Dans un communiqué transmis à l'AFP le 20 décembre, l'éditeur parisien expliquait vouloir s'inspirer de l'«édition critique» des pamphlets céliniens publiée au Québec en 2012 par la maison d'édition canadienne Éditions 8.

«Haine antisémite»

«L'intention est d'encadrer et de replacer dans leur contexte des écrits d'une grande violence, marqués notamment par la haine antisémite de l'auteur», soulignait Gallimard. L'éditeur précisait que l'appareil critique et l'avertissement seront établis par Régis Tettamanzi, un spécialiste de l'oeuvre célinienne, professeur à l'université de Nantes, l'écrivain Pierre Assouline signant la préface.

Les écrits de Céline tomberont dans le domaine public en 2031 (soit 70 ans après la mort de l'écrivain en 1961) et seront alors libres de droits.

Pour des associations comme SOS Racisme, Gallimard songe à un coup éditorial. «Comment cette maison d'édition peut-elle tomber dans une utilisation mercantile de textes appelant explicitement à l'extermination des Juifs?», a dénoncé SOS Racisme mardi dans un communiqué.

Les pamphlets de Céline ne sont pas interdits en France, mais n'ont pas été réédités depuis la fin de la Seconde Guerre mondiale. L'écrivain lui-même puis sa veuve, Lucette Destouches, âgée de 105 ans, s'y opposaient.

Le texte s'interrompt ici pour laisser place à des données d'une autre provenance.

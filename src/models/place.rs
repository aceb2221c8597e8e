use serde::{Deserialize, Serialize};
use std::collections::BTreeMap;
use utoipa::ToSchema;

use super::{Coordinate, OsmElement};
use crate::utils::geo::rounded_distance_meters;

/// Shown when the backend gives neither a `name` nor a `brand` tag.
pub const UNNAMED_PLACE: &str = "Unnamed";

#[derive(Debug, Clone, Copy, PartialEq, Eq, Hash, Serialize, Deserialize, ToSchema)]
#[serde(rename_all = "snake_case")]
pub enum Category {
    Restaurant,
    FastFood,
    Hotel,
    Other,
}

impl Category {
    /// Derive the category from OSM tags.
    ///
    /// Precedence is fixed: `amenity=restaurant`, then `amenity=fast_food` or
    /// `shop=fast_food`, then `tourism=hotel`.
    pub fn from_tags(tags: &BTreeMap<String, String>) -> Self {
        let tag = |key: &str| tags.get(key).map(String::as_str);

        if tag("amenity") == Some("restaurant") {
            Category::Restaurant
        } else if tag("amenity") == Some("fast_food") || tag("shop") == Some("fast_food") {
            Category::FastFood
        } else if tag("tourism") == Some("hotel") {
            Category::Hotel
        } else {
            Category::Other
        }
    }

    pub fn label(&self) -> &'static str {
        match self {
            Category::Restaurant => "Restaurant",
            Category::FastFood => "Fast food",
            Category::Hotel => "Hotel",
            Category::Other => "Other",
        }
    }
}

/// A point of interest near the user, ready for display.
#[derive(Debug, Clone, PartialEq, Serialize, Deserialize, ToSchema)]
pub struct Place {
    /// `{kind}-{osm id}`, e.g. `node-123`
    pub id: String,
    pub name: String,
    pub category: Category,
    pub coordinate: Coordinate,
    pub distance_meters: u32,
    pub raw_tags: BTreeMap<String, String>,
}

impl Place {
    /// Build a place from a raw element, measuring from `user`.
    ///
    /// Returns `None` for elements that carry neither a position nor a center.
    pub fn from_element(element: &OsmElement, user: Coordinate) -> Option<Self> {
        let coordinate = element.position()?;
        let raw_tags = element.tags.clone().unwrap_or_default();

        let name = raw_tags
            .get("name")
            .or_else(|| raw_tags.get("brand"))
            .cloned()
            .unwrap_or_else(|| UNNAMED_PLACE.to_string());

        Some(Place {
            id: element.dedup_key(),
            name,
            category: Category::from_tags(&raw_tags),
            coordinate,
            distance_meters: rounded_distance_meters(user, coordinate),
            raw_tags,
        })
    }

    /// Case-insensitive substring match on the name.
    pub fn name_matches(&self, needle_lowercase: &str) -> bool {
        self.name.to_lowercase().contains(needle_lowercase)
    }
}

#[cfg(test)]
mod tests {
    use super::*;

    fn tags(pairs: &[(&str, &str)]) -> BTreeMap<String, String> {
        pairs
            .iter()
            .map(|(k, v)| (k.to_string(), v.to_string()))
            .collect()
    }

    #[test]
    fn test_fast_food_both_conventions() {
        assert_eq!(
            Category::from_tags(&tags(&[("amenity", "fast_food")])),
            Category::FastFood
        );
        assert_eq!(
            Category::from_tags(&tags(&[("shop", "fast_food")])),
            Category::FastFood
        );
    }

    #[test]
    fn test_hotel_with_unrelated_tags() {
        let t = tags(&[
            ("tourism", "hotel"),
            ("amenity", "parking"),
            ("shop", "souvenirs"),
            ("stars", "4"),
        ]);
        assert_eq!(Category::from_tags(&t), Category::Hotel);
    }

    #[test]
    fn test_restaurant_wins_over_hotel() {
        let t = tags(&[("amenity", "restaurant"), ("tourism", "hotel")]);
        assert_eq!(Category::from_tags(&t), Category::Restaurant);
    }

    #[test]
    fn test_unknown_is_other() {
        assert_eq!(Category::from_tags(&tags(&[("amenity", "bank")])), Category::Other);
        assert_eq!(Category::from_tags(&BTreeMap::new()), Category::Other);
    }

    fn element(json: serde_json::Value) -> OsmElement {
        serde_json::from_value(json).unwrap()
    }

    #[test]
    fn test_name_falls_back_to_brand_then_placeholder() {
        let user = Coordinate::new(0.0, 0.0);

        let branded = element(serde_json::json!({
            "type": "node", "id": 1, "lat": 0.0, "lon": 0.0,
            "tags": { "amenity": "fast_food", "brand": "Pollo Campero" }
        }));
        assert_eq!(Place::from_element(&branded, user).unwrap().name, "Pollo Campero");

        let anonymous = element(serde_json::json!({
            "type": "node", "id": 2, "lat": 0.0, "lon": 0.0,
            "tags": { "amenity": "restaurant" }
        }));
        assert_eq!(Place::from_element(&anonymous, user).unwrap().name, UNNAMED_PLACE);

        let untagged = element(serde_json::json!({
            "type": "node", "id": 3, "lat": 0.0, "lon": 0.0
        }));
        let place = Place::from_element(&untagged, user).unwrap();
        assert_eq!(place.name, UNNAMED_PLACE);
        assert_eq!(place.category, Category::Other);
        assert!(place.raw_tags.is_empty());
    }

    #[test]
    fn test_category_serializes_snake_case() {
        let json = serde_json::to_value(Category::FastFood).unwrap();
        assert_eq!(json, "fast_food");
    }
}
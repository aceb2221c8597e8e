//! Map controller - the single owner of application state
//!
//! Every change goes through one of the transition methods below. The state
//! lock is never held across a network call: inputs are copied out, the
//! backend is called, and the result is applied under a fresh lock. A slow
//! fetch that completes after a newer one therefore still replaces the list.

use chrono::{DateTime, Utc};
use serde::Serialize;
use utoipa::ToSchema;
use std::sync::Arc;
use tokio::sync::RwLock;

use super::display::{CategoryFilters, PlaceMarker, visible_places};
use super::fetcher::{Fetch, PlaceFetcher};
use super::resolver::{Resolution, Resolver};
use crate::domain::PlaceError;
use crate::models::{Coordinate, Place};

pub const DEFAULT_RADIUS_METERS: u32 = 1000;
pub const MAX_RADIUS_METERS: u32 = 5000;

#[derive(Debug, Clone, Copy, PartialEq, Eq, Serialize, ToSchema)]
#[serde(rename_all = "snake_case")]
pub enum NoticeKind {
    FetchFailed,
    SearchNotFound,
    SearchFailed,
}

/// Message the UI should show until dismissed or replaced.
#[derive(Debug, Clone, PartialEq, Serialize, ToSchema)]
pub struct Notice {
    pub kind: NoticeKind,
    pub message: String,
}

impl Notice {
    /// Only failures the user can act on become notices.
    pub fn from_error(error: &PlaceError) -> Option<Self> {
        let kind = match error {
            PlaceError::FetchFailed(_) => NoticeKind::FetchFailed,
            PlaceError::SearchNotFound => NoticeKind::SearchNotFound,
            PlaceError::SearchFailed(_) => NoticeKind::SearchFailed,
            _ => return None,
        };
        Some(Self {
            kind,
            message: error.user_message(),
        })
    }
}

#[derive(Debug, Clone)]
pub struct MapState {
    pub position: Option<Coordinate>,
    pub radius_meters: u32,
    pub places: Arc<Vec<Place>>,
    pub filters: CategoryFilters,
    /// Pending ambiguous search matches
    pub candidates: Vec<Place>,
    pub notice: Option<Notice>,
}

impl MapState {
    pub fn new(radius_meters: u32) -> Self {
        Self {
            position: None,
            radius_meters,
            places: Arc::new(Vec::new()),
            filters: CategoryFilters::default(),
            candidates: Vec::new(),
            notice: None,
        }
    }
}

#[derive(Debug, Clone, PartialEq, Eq, Serialize, ToSchema)]
#[serde(tag = "status", rename_all = "snake_case")]
pub enum RefreshOutcome {
    Updated { count: usize },
    Throttled,
    NoPosition,
    Failed { message: String },
}

#[derive(Debug, Clone, PartialEq, Serialize, ToSchema)]
#[serde(tag = "status", rename_all = "snake_case")]
pub enum SearchOutcome {
    Ignored,
    Resolved {
        position: Coordinate,
        refresh: RefreshOutcome,
    },
    Candidates { candidates: Vec<Place> },
}

/// Read-only view handed to the rendering layer.
#[derive(Debug, Clone, Serialize, ToSchema)]
pub struct MapSnapshot {
    pub position: Option<Coordinate>,
    pub radius_meters: u32,
    pub loading: bool,
    pub last_fetch_at: Option<DateTime<Utc>>,
    pub notice: Option<Notice>,
    pub filters: CategoryFilters,
    pub candidates: Vec<Place>,
    pub total_places: usize,
    pub places: Vec<PlaceMarker>,
}

pub struct MapController {
    state: RwLock<MapState>,
    fetcher: PlaceFetcher,
    resolver: Resolver,
}

impl MapController {
    pub fn new(fetcher: PlaceFetcher, resolver: Resolver, radius_meters: u32) -> Self {
        Self {
            state: RwLock::new(MapState::new(radius_meters)),
            fetcher,
            resolver,
        }
    }

    /// Centre the map on `position` and fetch around it.
    pub async fn relocate(&self, position: Coordinate) -> RefreshOutcome {
        self.state.write().await.position = Some(position);
        tracing::info!("Map centred on {}", position);
        self.refresh().await
    }

    pub async fn change_radius(&self, radius_meters: u32) -> Result<RefreshOutcome, PlaceError> {
        if radius_meters == 0 || radius_meters > MAX_RADIUS_METERS {
            return Err(PlaceError::InvalidRadius(radius_meters));
        }
        self.state.write().await.radius_meters = radius_meters;
        Ok(self.refresh().await)
    }

    /// Fetch around the current position, subject to the rate limit.
    ///
    /// On failure the previous list is kept and a notice is raised.
    pub async fn refresh(&self) -> RefreshOutcome {
        let (position, radius) = {
            let state = self.state.read().await;
            (state.position, state.radius_meters)
        };
        let Some(position) = position else {
            return RefreshOutcome::NoPosition;
        };

        match self.fetcher.fetch(position, radius).await {
            Ok(Fetch::Throttled) => RefreshOutcome::Throttled,
            Ok(Fetch::Completed(places)) => {
                let count = places.len();
                self.state.write().await.places = Arc::new(places);
                RefreshOutcome::Updated { count }
            }
            Err(e) => {
                self.raise(&e).await;
                RefreshOutcome::Failed {
                    message: e.user_message(),
                }
            }
        }
    }

    pub async fn search(&self, query: &str) -> Result<SearchOutcome, PlaceError> {
        let places = self.state.read().await.places.clone();

        match self.resolver.resolve(query, &places).await {
            Ok(Resolution::Ignored) => Ok(SearchOutcome::Ignored),
            Ok(Resolution::Resolved(position)) => {
                self.state.write().await.candidates.clear();
                let refresh = self.relocate(position).await;
                Ok(SearchOutcome::Resolved { position, refresh })
            }
            Ok(Resolution::Candidates(candidates)) => {
                self.state.write().await.candidates = candidates.clone();
                Ok(SearchOutcome::Candidates { candidates })
            }
            Err(e) => {
                self.raise(&e).await;
                Err(e)
            }
        }
    }

    /// Pick one of the pending ambiguous matches.
    pub async fn select_candidate(&self, id: &str) -> Result<(Coordinate, RefreshOutcome), PlaceError> {
        let position = {
            let mut state = self.state.write().await;
            let position = state
                .candidates
                .iter()
                .find(|p| p.id == id)
                .map(|p| p.coordinate)
                .ok_or_else(|| PlaceError::UnknownCandidate(id.to_string()))?;
            state.candidates.clear();
            position
        };
        let refresh = self.relocate(position).await;
        Ok((position, refresh))
    }

    pub async fn set_filters(&self, filters: CategoryFilters) {
        self.state.write().await.filters = filters;
    }

    pub async fn dismiss_notice(&self) {
        self.state.write().await.notice = None;
    }

    pub async fn snapshot(&self) -> MapSnapshot {
        let state = self.state.read().await;
        MapSnapshot {
            position: state.position,
            radius_meters: state.radius_meters,
            loading: self.fetcher.is_loading(),
            last_fetch_at: self.fetcher.last_attempt_at(),
            notice: state.notice.clone(),
            filters: state.filters,
            candidates: state.candidates.clone(),
            total_places: state.places.len(),
            places: visible_places(&state.places, &state.filters),
        }
    }

    async fn raise(&self, error: &PlaceError) {
        if let Some(notice) = Notice::from_error(error) {
            tracing::warn!("Notice: {}", notice.message);
            self.state.write().await.notice = Some(notice);
        }
    }
}
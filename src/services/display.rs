//! Which places are shown and how their markers look.

use serde::{Deserialize, Serialize};
use utoipa::ToSchema;

use crate::models::{Category, Place};

const MARKER_ICON_BASE: &str =
    "https://raw.githubusercontent.com/pointhi/leaflet-color-markers/master/img";
pub const MARKER_SHADOW_URL: &str =
    "https://cdnjs.cloudflare.com/ajax/libs/leaflet/0.7.7/images/marker-shadow.png";

/// Visibility toggles, one per displayable category. `Other` is never shown.
#[derive(Debug, Clone, Copy, PartialEq, Eq, Serialize, Deserialize, ToSchema)]
pub struct CategoryFilters {
    pub restaurants: bool,
    pub fast_food: bool,
    pub hotels: bool,
}

impl Default for CategoryFilters {
    fn default() -> Self {
        Self {
            restaurants: true,
            fast_food: true,
            hotels: true,
        }
    }
}

impl CategoryFilters {
    pub fn shows(&self, category: Category) -> bool {
        match category {
            Category::Restaurant => self.restaurants,
            Category::FastFood => self.fast_food,
            Category::Hotel => self.hotels,
            Category::Other => false,
        }
    }
}

#[derive(Debug, Clone, Copy, PartialEq, Eq, Serialize, Deserialize, ToSchema)]
#[serde(rename_all = "snake_case")]
pub enum DistanceTier {
    /// Under 500 m
    Near,
    /// Under 1000 m
    Mid,
    Far,
}

impl DistanceTier {
    pub fn for_distance(distance_meters: u32) -> Self {
        if distance_meters < 500 {
            DistanceTier::Near
        } else if distance_meters < 1000 {
            DistanceTier::Mid
        } else {
            DistanceTier::Far
        }
    }

    pub fn color(&self) -> &'static str {
        match self {
            DistanceTier::Near => "green",
            DistanceTier::Mid => "orange",
            DistanceTier::Far => "red",
        }
    }
}

#[derive(Debug, Clone, Copy, PartialEq, Eq, Serialize, Deserialize, ToSchema)]
#[serde(tag = "kind", rename_all = "snake_case")]
pub enum MarkerStyle {
    /// Hotels always get the same icon whatever the distance
    Hotel,
    Distance { tier: DistanceTier },
}

impl MarkerStyle {
    pub fn color(&self) -> &'static str {
        match self {
            MarkerStyle::Hotel => "blue",
            MarkerStyle::Distance { tier } => tier.color(),
        }
    }

    pub fn icon_url(&self) -> String {
        format!("{}/marker-icon-2x-{}.png", MARKER_ICON_BASE, self.color())
    }
}

pub fn marker_style(category: Category, distance_meters: u32) -> MarkerStyle {
    match category {
        Category::Hotel => MarkerStyle::Hotel,
        _ => MarkerStyle::Distance {
            tier: DistanceTier::for_distance(distance_meters),
        },
    }
}

/// A place as the map should draw it.
#[derive(Debug, Clone, Serialize, ToSchema)]
pub struct PlaceMarker {
    #[serde(flatten)]
    pub place: Place,
    pub marker: MarkerStyle,
    pub color: String,
    pub icon_url: String,
    pub shadow_url: String,
}

impl PlaceMarker {
    pub fn new(place: Place) -> Self {
        let marker = marker_style(place.category, place.distance_meters);
        Self {
            color: marker.color().to_string(),
            icon_url: marker.icon_url(),
            shadow_url: MARKER_SHADOW_URL.to_string(),
            marker,
            place,
        }
    }
}

pub fn visible_places(places: &[Place], filters: &CategoryFilters) -> Vec<PlaceMarker> {
    places
        .iter()
        .filter(|p| filters.shows(p.category))
        .cloned()
        .map(PlaceMarker::new)
        .collect()
}

#[cfg(test)]
mod tests {
    use super::*;
    use crate::models::Coordinate;
    use std::collections::BTreeMap;

    fn place(id: &str, category: Category, distance: u32) -> Place {
        Place {
            id: id.to_string(),
            name: id.to_string(),
            category,
            coordinate: Coordinate::new(0.0, 0.0),
            distance_meters: distance,
            raw_tags: BTreeMap::new(),
        }
    }

    #[test]
    fn test_tier_boundaries() {
        assert_eq!(DistanceTier::for_distance(0), DistanceTier::Near);
        assert_eq!(DistanceTier::for_distance(499), DistanceTier::Near);
        assert_eq!(DistanceTier::for_distance(500), DistanceTier::Mid);
        assert_eq!(DistanceTier::for_distance(999), DistanceTier::Mid);
        assert_eq!(DistanceTier::for_distance(1000), DistanceTier::Far);
    }

    #[test]
    fn test_hotel_ignores_distance() {
        assert_eq!(marker_style(Category::Hotel, 10), MarkerStyle::Hotel);
        assert_eq!(marker_style(Category::Hotel, 4000), MarkerStyle::Hotel);
        assert_eq!(
            marker_style(Category::FastFood, 499),
            MarkerStyle::Distance {
                tier: DistanceTier::Near
            }
        );
        assert_eq!(
            MarkerStyle::Hotel.icon_url(),
            format!("{}/marker-icon-2x-blue.png", MARKER_ICON_BASE)
        );
    }

    #[test]
    fn test_filters_hide_other_and_toggled_categories() {
        let places = vec![
            place("r", Category::Restaurant, 100),
            place("f", Category::FastFood, 600),
            place("h", Category::Hotel, 1200),
            place("o", Category::Other, 50),
        ];

        let all = visible_places(&places, &CategoryFilters::default());
        let ids: Vec<&str> = all.iter().map(|m| m.place.id.as_str()).collect();
        assert_eq!(ids, vec!["r", "f", "h"]);
        assert_eq!(all[1].color, "orange");

        let no_food = CategoryFilters {
            restaurants: false,
            fast_food: false,
            hotels: true,
        };
        let shown = visible_places(&places, &no_food);
        assert_eq!(shown.len(), 1);
        assert_eq!(shown[0].marker, MarkerStyle::Hotel);
    }

    #[test]
    fn test_marker_serializes_flat() {
        let json = serde_json::to_value(PlaceMarker::new(place("node-1", Category::Restaurant, 1500)))
            .unwrap();
        assert_eq!(json["id"], "node-1");
        assert_eq!(json["category"], "restaurant");
        assert_eq!(json["marker"]["kind"], "distance");
        assert_eq!(json["marker"]["tier"], "far");
        assert_eq!(json["color"], "red");
    }
}
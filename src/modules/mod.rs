pub mod integrations;
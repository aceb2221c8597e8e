//! Application state shared across all handlers

use std::sync::Arc;

use crate::modules::integrations::nominatim::NominatimClient;
use crate::modules::integrations::overpass::OverpassClient;
use crate::services::{MapController, PlaceFetcher, Resolver};

use super::config::Config;

#[derive(Clone)]
pub struct AppState {
    pub map: Arc<MapController>,
}

impl AppState {
    pub fn new(map: MapController) -> Self {
        Self { map: Arc::new(map) }
    }

    /// Wire the controller to the real Overpass and Nominatim backends.
    pub fn from_config(config: &Config) -> Result<Self, String> {
        let overpass = OverpassClient::new(config.overpass_url.clone(), config.http_timeout)?;
        let nominatim = NominatimClient::new(config.nominatim_url.clone(), config.http_timeout)?;

        let map = MapController::new(
            PlaceFetcher::new(Arc::new(overpass)),
            Resolver::new(Arc::new(nominatim)),
            config.default_radius,
        );
        Ok(Self::new(map))
    }
}
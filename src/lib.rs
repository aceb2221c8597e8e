pub mod api;
pub mod api_docs;
pub mod domain;
pub mod infrastructure;
pub mod models;
pub mod modules;
pub mod services;
pub mod utils;

pub use infrastructure::config;
pub use infrastructure::server;
pub use modules::integrations::{nominatim, overpass};
//! Domain error types
//!
//! Every failure is recovered locally. User-facing variants turn into a notice
//! and the map stays usable with whatever data it already had.

use std::fmt;

#[derive(Debug, Clone, PartialEq)]
pub enum PlaceError {
    /// Device geolocation failed or is missing (handled by the fallback position)
    LocationUnavailable(String),
    /// Geospatial query failed (network, HTTP status or malformed JSON)
    FetchFailed(String),
    /// Geocoder answered with no results
    SearchNotFound,
    /// Geocoder request failed
    SearchFailed(String),
    /// Radius outside the accepted range
    InvalidRadius(u32),
    /// Candidate id not part of the current ambiguous search
    UnknownCandidate(String),
}

impl PlaceError {
    /// Text shown to the user. Internal detail stays in the logs.
    pub fn user_message(&self) -> String {
        match self {
            PlaceError::LocationUnavailable(_) => "Location unavailable".to_string(),
            PlaceError::FetchFailed(_) => {
                "Places could not be loaded. Please try again later.".to_string()
            }
            PlaceError::SearchNotFound => "Place not found.".to_string(),
            PlaceError::SearchFailed(_) => "Search error.".to_string(),
            PlaceError::InvalidRadius(r) => {
                format!("Radius must be between 1 and 5000 meters (got {})", r)
            }
            PlaceError::UnknownCandidate(id) => format!("No search candidate with id {}", id),
        }
    }
}

impl fmt::Display for PlaceError {
    fn fmt(&self, f: &mut fmt::Formatter<'_>) -> fmt::Result {
        match self {
            PlaceError::LocationUnavailable(msg) => write!(f, "Location unavailable: {}", msg),
            PlaceError::FetchFailed(msg) => write!(f, "Fetching places failed: {}", msg),
            PlaceError::SearchNotFound => write!(f, "Search returned no results"),
            PlaceError::SearchFailed(msg) => write!(f, "Search failed: {}", msg),
            PlaceError::InvalidRadius(r) => write!(f, "Invalid radius: {}", r),
            PlaceError::UnknownCandidate(id) => write!(f, "Unknown search candidate: {}", id),
        }
    }
}

impl std::error::Error for PlaceError {}
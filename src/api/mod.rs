pub mod health;
pub mod map;
pub mod search;

use axum::{
    Json, Router,
    http::StatusCode,
    response::{IntoResponse, Response},
    routing::{delete, get, post, put},
};
use serde::Serialize;
use utoipa::ToSchema;

use crate::domain::PlaceError;
use crate::infrastructure::AppState;

pub fn api_router(state: AppState) -> Router {
    Router::new()
        // Health check
        .route("/health", get(health::health_check))
        // Map state
        .route("/map", get(map::get_map))
        .route("/places", get(map::list_places))
        .route("/places/refresh", post(map::refresh_places))
        .route("/location", put(map::set_location))
        .route("/radius", put(map::set_radius))
        .route("/filters", put(map::set_filters))
        .route("/notice", delete(map::dismiss_notice))
        // Search
        .route("/search", post(search::search))
        .route("/search/select/:id", post(search::select_candidate))
        .with_state(state)
}

#[derive(Debug, Serialize, ToSchema)]
pub struct ErrorResponse {
    pub error: String,
}

impl ErrorResponse {
    pub fn new(error: impl Into<String>) -> Self {
        Self {
            error: error.into(),
        }
    }
}

/// JSON error body with a status matching the failure class.
pub(crate) fn error_response(error: &PlaceError) -> Response {
    let status = match error {
        PlaceError::InvalidRadius(_) => StatusCode::BAD_REQUEST,
        PlaceError::UnknownCandidate(_) | PlaceError::SearchNotFound => StatusCode::NOT_FOUND,
        PlaceError::FetchFailed(_) | PlaceError::SearchFailed(_) => StatusCode::BAD_GATEWAY,
        PlaceError::LocationUnavailable(_) => StatusCode::SERVICE_UNAVAILABLE,
    };
    (status, Json(ErrorResponse::new(error.user_message()))).into_response()
}
use async_trait::async_trait;
use serde::Deserialize;
use std::time::Duration;

use crate::domain::{PlaceError, PlaceSource};
use crate::models::{Coordinate, OsmElement};

pub const DEFAULT_OVERPASS_URL: &str = "https://overpass-api.de/api/interpreter";

/// The four tag filters we ask for: restaurants, fast food (both tagging
/// conventions) and hotels.
const CATEGORY_FILTERS: [(&str, &str); 4] = [
    ("amenity", "restaurant"),
    ("amenity", "fast_food"),
    ("shop", "fast_food"),
    ("tourism", "hotel"),
];

const ELEMENT_KINDS: [&str; 3] = ["node", "way", "relation"];

#[derive(Debug, Deserialize)]
pub struct OverpassResponse {
    #[serde(default)]
    pub elements: Vec<OsmElement>,
}

/// Build the Overpass QL union for every category around `center`.
///
/// `out center` makes ways and relations carry a center point.
pub fn build_query(center: Coordinate, radius_meters: u32) -> String {
    let mut query = String::from("[out:json][timeout:25];\n(\n");
    for (key, value) in CATEGORY_FILTERS {
        for kind in ELEMENT_KINDS {
            query.push_str(&format!(
                "  {}[\"{}\"=\"{}\"](around:{},{},{});\n",
                kind, key, value, radius_meters, center.lat, center.lon
            ));
        }
    }
    query.push_str(");\nout center;\n");
    query
}

#[derive(Clone)]
pub struct OverpassClient {
    client: reqwest::Client,
    endpoint: String,
}

impl OverpassClient {
    pub fn new(endpoint: impl Into<String>, timeout: Option<Duration>) -> Result<Self, String> {
        let mut builder = reqwest::Client::builder().user_agent(super::USER_AGENT);
        if let Some(timeout) = timeout {
            builder = builder.timeout(timeout);
        }
        let client = builder
            .build()
            .map_err(|e| format!("Failed to build client: {}", e))?;

        Ok(Self {
            client,
            endpoint: endpoint.into(),
        })
    }

    async fn query_overpass(&self, query: &str) -> Result<Vec<OsmElement>, PlaceError> {
        let res = self
            .client
            .post(&self.endpoint)
            .header(reqwest::header::CONTENT_TYPE, "text/plain")
            .body(query.to_string())
            .send()
            .await
            .map_err(|e| PlaceError::FetchFailed(format!("Request failed: {}", e)))?;

        if !res.status().is_success() {
            return Err(PlaceError::FetchFailed(format!(
                "Overpass API error: {}",
                res.status()
            )));
        }

        let body = res
            .text()
            .await
            .map_err(|e| PlaceError::FetchFailed(format!("Read body failed: {}", e)))?;

        let data: OverpassResponse = serde_json::from_str(&body)
            .map_err(|e| PlaceError::FetchFailed(format!("Parse error: {}", e)))?;
        Ok(data.elements)
    }
}

#[async_trait]
impl PlaceSource for OverpassClient {
    async fn nearby_elements(
        &self,
        center: Coordinate,
        radius_meters: u32,
    ) -> Result<Vec<OsmElement>, PlaceError> {
        let query = build_query(center, radius_meters);
        tracing::debug!("Overpass query:\n{}", query);
        self.query_overpass(&query).await
    }
}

Ils peuvent cependant aisément être consultés sur internet ou achetés chez des bouquinistes.

«Il n'y a aucune raison de ne pas publier ces livres, il y a bien pire. Les livres bien pires ce sont les livres insidieux, dans lesquels il y a un antisémitisme rampant, qui ne dit pas son nom», a soutenu Antoine Gallimard à New Delhi.

«Je trouve que le débat est un peu hystérique, un peu fou», a-t-il estimé. «Ce débat peut-être qu'il faut l'avoir, mais en tout cas je proposerai qu'on l'ait le jour où l'édition que je ferai - si je fais cette édition - sera prête».

L'exemple Rebatet

Les textes antisémites de Céline «tombent sous le coup de la loi», a prévenu Serge Klarsfeld, président de l'association Fils et filles de déportés juifs de France.

L'historien Laurent Joly, spécialiste de l'antisémitisme en France avant et pendant l'Occupation, a rappelé que Bagatelles pour un massacre fut «le bréviaire des antisémites».

En octobre 2015, les éditions Robert Laffont avait publié dans une édition critique le texte antisémite de Lucien Rebatet Les décombres sans provoquer de remous.

Ce livre avait rencontré un incroyable succès. Les premiers 5000 exemplaires s'étaient écoulés dès le jour de la sortie de l'ouvrage. Les ventes dépassent aujourd'hui les 10 000 exemplaires.

Fayard devrait également publier une nouvelle version française du Mein Kampf d'Adolf Hitler, mais «il n'y a pas de date de publication arrêtée», a prévenu l'éditeur interrogé par l'AFP.

En Allemagne, où ce manifeste a été réédité (dans une édition critique) en janvier 2016, il est devenu un succès de librairie avec quelque 100 000 exemplaires écoulés.

«Il ne faut jamais sous-estimer l'attrait de ce genre de textes», a mis en garde l'historien Tal Bruttmann, interrogé par le quotidien La Croix ce mardi. Pour lui, «c'est un cadeau que les militants d'extrême droite seront ravis de se faire...».